Navigating Complex Relationships Between Perioperative Hypotension and Delayed Graft Function in Kidney Transplantation

Subashri Mohanasundaram 1,, Emily A Vail 2,
PMCID: PMC12266274  PMID: 40677361

See Clinical Research on Page 1819

Delayed graft function (DGF) is typically defined as receipt of dialysis within 1 week of transplantation.1 It is associated with a higher incidence of acute rejection and reduced long-term graft survival. Although many donor and recipient factors have been associated with increased risk of DGF, evidence from experimental models suggests that ischemia and the subsequent reperfusion of kidneys subjected to hypothermic preservation initiate a complex series of events that play a central role in its pathogenesis. Although defined by a simple clinical criterion, DGF is a composite end point that combines intersecting donor and recipient factors and events (many of which are unknown or unrecorded) that occurred over a donor’s lifetime (e.g., history and severity of hypertension) and in the hours or days after transplantation.

One potentially modifiable contributor to DGF (by exacerbating graft ischemia after kidney reperfusion) is recipient hypotension. Hypotension is a promising potential target because it is easy to detect, routinely measured in clinical data, and can be treated by multiple potential interventions. Unfortunately, like DGF, hypotension may be easy to define but is deceptive in its apparent simplicity. Retrospective studies of blood pressure and its impacts on short-term outcomes are challenging to conduct. As illustrated in this study, even the frequency of blood pressure measurement and the ability to detect hypotension vary by care setting, which is determined by patient needs and hospital practices and resources (e.g., availability of beds in an intensive care unit or ward).

In a recent issue of Kidney International Reports, Morrison et al.,2 report the results of a retrospective observational study of kidney transplant recipients managed in a regional Canadian program to identify associations between recipient hypotension during 2 time periods—intraoperative (after reperfusion) and postoperative—and DGF. Among the 1020 patients captured in the study’s clinical and outcomes dataset, intraoperative hypotension (defined as a systolic blood pressure < 90 mm Hg during the last hour of surgery, after graft reperfusion was assumed) occurred in 209 recipients (20.5%), whereas postoperative hypotension (defined by the same systolic blood pressure measured during the first 2 postoperative days) was observed in 112 (11.0%). The incidence of DGF among cohort patients, the primary outcome, was 15.3%.

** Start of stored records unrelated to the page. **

//! WAL record types.

use crate::catalog::TableId;
use serde::{Deserialize, Serialize};
use std::fmt;

/// Log sequence number: strictly increasing in append order, 0 is invalid.
#[derive(
    Debug, Clone, Copy, PartialEq, Eq, PartialOrd, Ord, Hash, Serialize, Deserialize, Default,
)]
pub struct Lsn(pub u64);

impl Lsn {
    pub const INVALID: Lsn = Lsn(0);

    pub fn is_valid(&self) -> bool {
        self.0 != 0
    }
}

impl fmt::Display for Lsn {
    fn fmt(&self, f: &mut fmt::Formatter<'_>) -> fmt::Result {
        write!(f, "lsn {}", self.0)
    }
}

/// The journaled operation. Row images are the serialized on-disk form
/// (row_id + commit timestamp + values).
#[derive(Debug, Clone, PartialEq, Serialize, Deserialize)]
pub enum WalPayload {
    /// Transaction started.
    Begin,
    /// Row inserted or replaced. `before` is `None` for a fresh insert.
    Put {
        table: TableId,
        row_id: u64,
        before: Option<Vec<u8>>,
        after: Vec<u8>,
    },
    /// Row removed.
    Delete {
        table: TableId,
        row_id: u64,
        before: Vec<u8>,
    },
    /// Transaction committed; all its Put/Delete records are now effective.
    Commit { commit_ts: u64 },
    /// Transaction rolled back; its records must be ignored by replay.
    Abort,
    /// All pages up to this point are on disk; replay may start here.
    Checkpoint { active_txns: Vec<u64> },
}

#[derive(Debug, Clone, PartialEq, Serialize, Deserialize)]
pub struct WalRecord {
    pub lsn: Lsn,
    pub txn_id: u64,
    pub payload: WalPayload,
}

impl WalRecord {
    pub fn encode(&self) -> Result<Vec<u8>, bincode::Error> {
        bincode::serialize(self)
    }

    pub fn decode(bytes: &[u8]) -> Result<Self, bincode::Error> {
        bincode::deserialize(bytes)
    }

    /// Whether this record ends its transaction.
    pub fn is_terminal(&self) -> bool {
        matches!(self.payload, WalPayload::Commit { .. } | WalPayload::Abort)
    }
}

#[cfg(test)]
mod tests {
    use super::*;

    #[test]
    fn test_encode_decode_round_trip() {
        let records = vec![
            WalRecord {
                lsn: Lsn(1),
                txn_id: 7,
                payload: WalPayload::Begin,
            },
            WalRecord {
                lsn: Lsn(2),
                txn_id: 7,
                payload: WalPayload::Put {
                    table: TableId(3),
                    row_id: 42,
                    before: None,
                    after: vec![1, 2, 3],
                },
            },
            WalRecord {
                lsn: Lsn(3),
                txn_id: 7,
                payload: WalPayload::Delete {
                    table: TableId(3),
                    row_id: 42,
                    before: vec![1, 2, 3],
                },
            },
            WalRecord {
                lsn: Lsn(4),
                txn_id: 7,
                payload: WalPayload::Commit { commit_ts: 100 },
            },
            WalRecord {
                lsn: Lsn(5),
                txn_id: 0,
                payload: WalPayload::Checkpoint {
                    active_txns: vec![8, 9],
                },
            },
        ];
        for record in records {
            let bytes = record.encode().unwrap();
            assert_eq!(WalRecord::decode(&bytes).unwrap(), record);
        }
    }

    #[test]
    fn test_terminal_records() {
        let commit = WalRecord {
            lsn: Lsn(1),
            txn_id: 1,
            payload: WalPayload::Commit { commit_ts: 5 },
        };
        let put = WalRecord {
            lsn: Lsn(2),
            txn_id: 1,
            payload: WalPayload::Begin,
        };
        assert!(commit.is_terminal());
        assert!(!put.is_terminal());
    }

    #[test]
    fn test_lsn_ordering() {
        assert!(Lsn(1) < Lsn(2));
        assert!(!Lsn::INVALID.is_valid());
        assert!(Lsn(1).is_valid());
    }
}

The authors determined that intraoperative hypotension was not associated with either DGF (adjusted odds ratio: 1.02; 95% confidence interval: 0.61–1.72) or prolonged hospital length of stay (adjusted odds ratio: 1.19; 95% confidence interval: 0.81–1.76) but was associated with significantly lower risks of graft loss. Conversely, the study found that postoperative hypotension was significantly associated with an increased risk of DGF (adjusted odds ratio: 4.01; 95% confidence interval: 2.24–7.19) and secondary outcomes, including prolonged lengths of stay and graft loss.

The study joins a growing body of work focused on this problem and patient population, in which recipient and donor risk factors for DGF are well-characterized. Intraoperative hypotension, though variably defined by blood pressure threshold and duration, is an established risk factor for DGF.3, 4, 5 Furthermore, this study identified postoperative hypotension, rather than intraoperative hypotension, as a significant predictor of DGF and other adverse outcomes. Although strong correlations between hypotension in the 2 time periods may be assumed, different potential sources of hypotension (e.g., bleeding and anaphylaxis) may be satisfactorily treated in the operating room or develop on the ward (e.g., sepsis) without relation to one another.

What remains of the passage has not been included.